Recent bail-outs received:
- AIG – $180bn
- Bank of America – $45bn
- Citigroup – $50bn
- JP Morgan Chase – $25bn
- Wells Fargo – $25bn
- Goldman Sachs – $10bn
- Morgan Stanley – $10bn
That makes a total of $345 billion in the recent bail-outs to some of the biggest financial companies, not to mention the multi-billions of dollars received earlier, and AIG receiving more than THREE times the bailouts received by BOA or Citibank.
The government owns nearly 79.9 percent of AIG’s holdings, which involved a $60 billion loan, a $40 billion purchase of preferred shares and $50 billion to capitalize it’s toxic assets, further spending $30 billion additional capital in return for preferred stock. The Treasury Department said it would convert it’s preferred stock into new preferred shares, similar to common shares. This $62 billion is the highest ever loss recorded in corporate history.

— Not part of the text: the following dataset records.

//! Identifies an uploaded package by running the packaging-dump tool over it
//! and parsing the badging output.

use std::fmt::Display;
use std::path::Path;
use std::process::Command;
use std::sync::OnceLock;

use regex::Regex;
use rvb_catalog::catalog::Catalog;
use serde::Serialize;

static PACKAGE_NAME_RE: OnceLock<Regex> = OnceLock::new();
static VERSION_NAME_RE: OnceLock<Regex> = OnceLock::new();

fn package_name_re() -> &'static Regex {
    PACKAGE_NAME_RE.get_or_init(|| Regex::new(r"name='(.+?)'").expect("hardcoded regex"))
}

fn version_name_re() -> &'static Regex {
    VERSION_NAME_RE.get_or_init(|| Regex::new(r"versionName='(.+?)'").expect("hardcoded regex"))
}

/// Version placeholder when the package declares no version, or when no
/// recommendation can be made from the catalog.
pub const ANY_VERSION: &str = "Any";

/// Identity of an inspected package, sent to the consumer before a patch run.
#[derive(Serialize, Clone, Debug, PartialEq)]
pub struct PackageInfo {
    pub package_name: String,
    pub package_version: String,
    /// The newest catalog version compatible with this package, when the
    /// catalog can order them.
    pub recommended_version: String,
    pub app_label: String,
}

/// Why a file was rejected as a package. Every caller treats any of these as
/// "not a valid package file"; the variants exist so the reason can be
/// logged.
#[derive(Debug)]
pub enum InspectError {
    /// The dump tool could not be started.
    Launch(std::io::Error),
    /// The dump tool ran but exited with a failure status.
    ToolFailed(String),
    /// The output carried no parseable package declaration.
    NoPackageLine,
}

impl Display for InspectError {
    fn fmt(&self, f: &mut std::fmt::Formatter<'_>) -> std::fmt::Result {
        match self {
            Self::Launch(e) => write!(f, "Failed to launch the packaging-dump tool: {e}"),
            Self::ToolFailed(stderr) => {
                write!(f, "Packaging-dump tool rejected the file: {stderr}")
            }
            Self::NoPackageLine => write!(f, "Dump output contained no package declaration"),
        }
    }
}

impl std::error::Error for InspectError {}

/// Runs `<aapt> dump badging <file>` and parses the output into a
/// [PackageInfo]. An `Err` means the file is not a valid package.
pub fn read_package_info(
    catalog: &Catalog,
    aapt: &Path,
    file: &Path,
) -> Result<PackageInfo, InspectError> {
    let output = Command::new(aapt)
        .arg("dump")
        .arg("badging")
        .arg(file)
        .output()
        .map_err(InspectError::Launch)?;

    if !output.status.success() {
        return Err(InspectError::ToolFailed(
            String::from_utf8_lossy(&output.stderr).trim().to_string(),
        ));
    }

    parse_badging(catalog, &String::from_utf8_lossy(&output.stdout))
}

/// Parses badging output. The `package:` line is mandatory; the
/// `application-label:` line is optional and degrades to an empty label.
fn parse_badging(catalog: &Catalog, dump: &str) -> Result<PackageInfo, InspectError> {
    let mut package: Option<(String, String)> = None;
    let mut app_label = String::new();

    for line in dump.lines() {
        if line.starts_with("package:") {
            let name = match package_name_re().captures(line) {
                Some(captures) => captures[1].to_string(),
                None => return Err(InspectError::NoPackageLine),
            };
            let version = match version_name_re().captures(line) {
                Some(captures) => captures[1].to_string(),
                None => ANY_VERSION.to_string(),
            };
            package = Some((name, version));
        } else if line.starts_with("application-label:") {
            app_label = line
                .splitn(2, ':')
                .nth(1)
                .unwrap_or("")
                .trim()
                .trim_matches('\'')
                .to_string();
        }
    }

    let (package_name, package_version) = package.ok_or(InspectError::NoPackageLine)?;

    let recommended_version = catalog
        .all_compatible_versions(&package_name)
        .latest()
        .unwrap_or(ANY_VERSION)
        .to_string();

    Ok(PackageInfo {
        package_name,
        package_version,
        recommended_version,
        app_label,
    })
}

Warren Buffet says the economy is in shambles as a consequences of the US housing bubble, and this will continue in 2009, however gives some hope that the best days for America are still ahead and while it may take time, the economy will recover.
Given the bailouts after bailouts, it would be no surprise if AIG breaks it’s own record once again. Is there a cap on bailouts or would the Obama government go on spending until it has nothing left to spend?